An engineer by trade, the late starter began experimenting with club design to help overcome some of his own shortcomings as a golfer. He realised that if the weight was distributed around the edges of the club head this would effectively increase the size of the sweet spot, making it easier to hit the ball further and more accurately. Not content with that innovation, Solheim went one step further by inventing a different shaped groove which made his now legendary Ping clubs, a product of the Karsten Manufacturing company he created, superior to anything else on the market.
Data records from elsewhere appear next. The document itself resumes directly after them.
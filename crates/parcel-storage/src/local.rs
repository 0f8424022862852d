use crate::traits::{Storage, StorageError, StorageResult};
use crate::StorageBackend;
use async_trait::async_trait;
use bytes::Bytes;
use std::io::ErrorKind;
use std::path::{Path, PathBuf};
use tokio::fs;
use tokio::io::AsyncWriteExt;

/// Local filesystem storage implementation
#[derive(Clone)]
pub struct LocalStorage {
    base_path: PathBuf,
    base_url: String,
}

impl LocalStorage {
    /// Create a new LocalStorage instance
    ///
    /// # Arguments
    /// * `base_path` - Root directory for file storage (e.g., "/var/lib/parcel/files")
    /// * `base_url` - Base URL for serving files (e.g., "http://localhost:3000/files")
    pub async fn new(base_path: impl Into<PathBuf>, base_url: String) -> StorageResult<Self> {
        let base_path = base_path.into();

        fs::create_dir_all(&base_path).await.map_err(|e| {
            StorageError::ConfigError(format!(
                "Failed to create storage directory {}: {}",
                base_path.display(),
                e
            ))
        })?;

        Ok(LocalStorage {
            base_path,
            base_url,
        })
    }

    /// Convert storage key to filesystem path with security validation
    ///
    /// Rejects keys with path traversal sequences that could escape the base directory.
    fn key_to_path(&self, storage_key: &str) -> StorageResult<PathBuf> {
        if storage_key.is_empty() || storage_key.contains("..") || storage_key.starts_with('/') {
            return Err(StorageError::InvalidKey(
                "Storage key contains invalid characters".to_string(),
            ));
        }

        let path = self.base_path.join(storage_key);
        if path.strip_prefix(&self.base_path).is_err() {
            return Err(StorageError::InvalidKey(
                "Storage key resolves outside storage directory".to_string(),
            ));
        }

        Ok(path)
    }

    /// Ensure parent directory exists
    async fn ensure_parent_dir(&self, path: &Path) -> StorageResult<()> {
        if let Some(parent) = path.parent() {
            fs::create_dir_all(parent).await?;
        }
        Ok(())
    }
}

/// Deletes a file on drop unless [`PartialFile::keep`] was called.
///
/// Covers both a failed write and a write future dropped by a timeout.
struct PartialFile {
    path: Option<PathBuf>,
}

impl PartialFile {
    fn new(path: PathBuf) -> Self {
        Self { path: Some(path) }
    }

    fn keep(mut self) {
        self.path = None;
    }
}

impl Drop for PartialFile {
    fn drop(&mut self) {
        if let Some(path) = self.path.take() {
            if let Err(e) = std::fs::remove_file(&path) {
                tracing::warn!(
                    path = %path.display(),
                    error = %e,
                    "Failed to remove partially written file"
                );
            }
        }
    }
}

#[async_trait]
impl Storage for LocalStorage {
    async fn create_with_key(
        &self,
        storage_key: &str,
        data: Bytes,
        _content_type: &str,
    ) -> StorageResult<String> {
        let path = self.key_to_path(storage_key)?;
        let size = data.len();

        self.ensure_parent_dir(&path).await?;

        let start = std::time::Instant::now();

        let mut file = fs::OpenOptions::new()
            .write(true)
            .create_new(true)
            .open(&path)
            .await
            .map_err(|e| match e.kind() {
                ErrorKind::AlreadyExists => StorageError::AlreadyExists(storage_key.to_string()),
                _ => StorageError::UploadFailed(format!(
                    "Failed to create file {}: {}",
                    path.display(),
                    e
                )),
            })?;

        // Until the write completes the key must stay free for a retry.
        let partial = PartialFile::new(path.clone());

        file.write_all(&data).await.map_err(|e| {
            StorageError::UploadFailed(format!("Failed to write file {}: {}", path.display(), e))
        })?;

        file.sync_all().await.map_err(|e| {
            StorageError::UploadFailed(format!("Failed to sync file {}: {}", path.display(), e))
        })?;

        partial.keep();

        let url = self.public_url(storage_key);

        tracing::info!(
            path = %path.display(),
            key = %storage_key,
            size_bytes = size,
            duration_ms = start.elapsed().as_secs_f64() * 1000.0,
            "Local storage upload successful"
        );

        Ok(url)
    }

    fn public_url(&self, storage_key: &str) -> String {
        format!("{}/{}", self.base_url.trim_end_matches('/'), storage_key)
    }

    fn backend_type(&self) -> StorageBackend {
        StorageBackend::Local
    }
}
//! Storage abstraction trait
//!
//! This module defines the Storage trait that all storage backends must implement.

use crate::StorageBackend;
use async_trait::async_trait;
use bytes::Bytes;
use thiserror::Error;

/// Storage operation errors
#[derive(Debug, Error)]
pub enum StorageError {
    #[error("Upload failed: {0}")]
    UploadFailed(String),

    #[error("Object already exists: {0}")]
    AlreadyExists(String),

    #[error("Invalid storage key: {0}")]
    InvalidKey(String),

    #[error("IO error: {0}")]
    IoError(#[from] std::io::Error),

    #[error("Configuration error: {0}")]
    ConfigError(String),
}

/// Result type for storage operations
pub type StorageResult<T> = Result<T, StorageError>;

/// Storage abstraction trait
///
/// All storage backends (S3, local filesystem) implement this trait so the archiver
/// works with any of them.
///
/// Keys are relative paths such as `documents/20240301_101500_000000000_listing.pdf`.
/// They must not contain `..` or a leading `/`.
#[async_trait]
pub trait Storage: Send + Sync {
    /// Write `data` under `storage_key` and return its public URL.
    ///
    /// Never overwrites: fails with [`StorageError::AlreadyExists`] if the key is taken.
    async fn create_with_key(
        &self,
        storage_key: &str,
        data: Bytes,
        content_type: &str,
    ) -> StorageResult<String>;

    /// Publicly dereferenceable URL for a key
    fn public_url(&self, storage_key: &str) -> String;

    /// Get the storage backend type
    fn backend_type(&self) -> StorageBackend;
}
His "square grooves", as they became known, changed the way golf was played for years, giving players much better control of shots hit from the rough, generating greater spin to eliminate the "flyer" and helping stop the ball quickly on the green. All that ended, or so we thought, at the start of this year when new regulations appeared to banish square grooves from the professional game. Then up stepped the world No 2 Phil Mickelson, brandishing a Ping Eye 2 wedge from the 1980s, and suddenly golf has a new controversy which could take Solheim's grooves back into the courtroom 10 years after his death.

Mickelson is taking advantage of a legal loophole which says that pre-1990 Ping wedges are permitted in tournaments, and has upset his fellow professionals. The European No 1 Lee Westwood, who will be using the new V-shaped grooves when he begins his bid to win the Dubai Desert Classic at the Emirates Golf Club today, says Mickelson is bending the rules. Scott McCarron went further, accusing his fellow PGA Tour professional of cheating, before publically apologising to Mickelson on Tuesday night.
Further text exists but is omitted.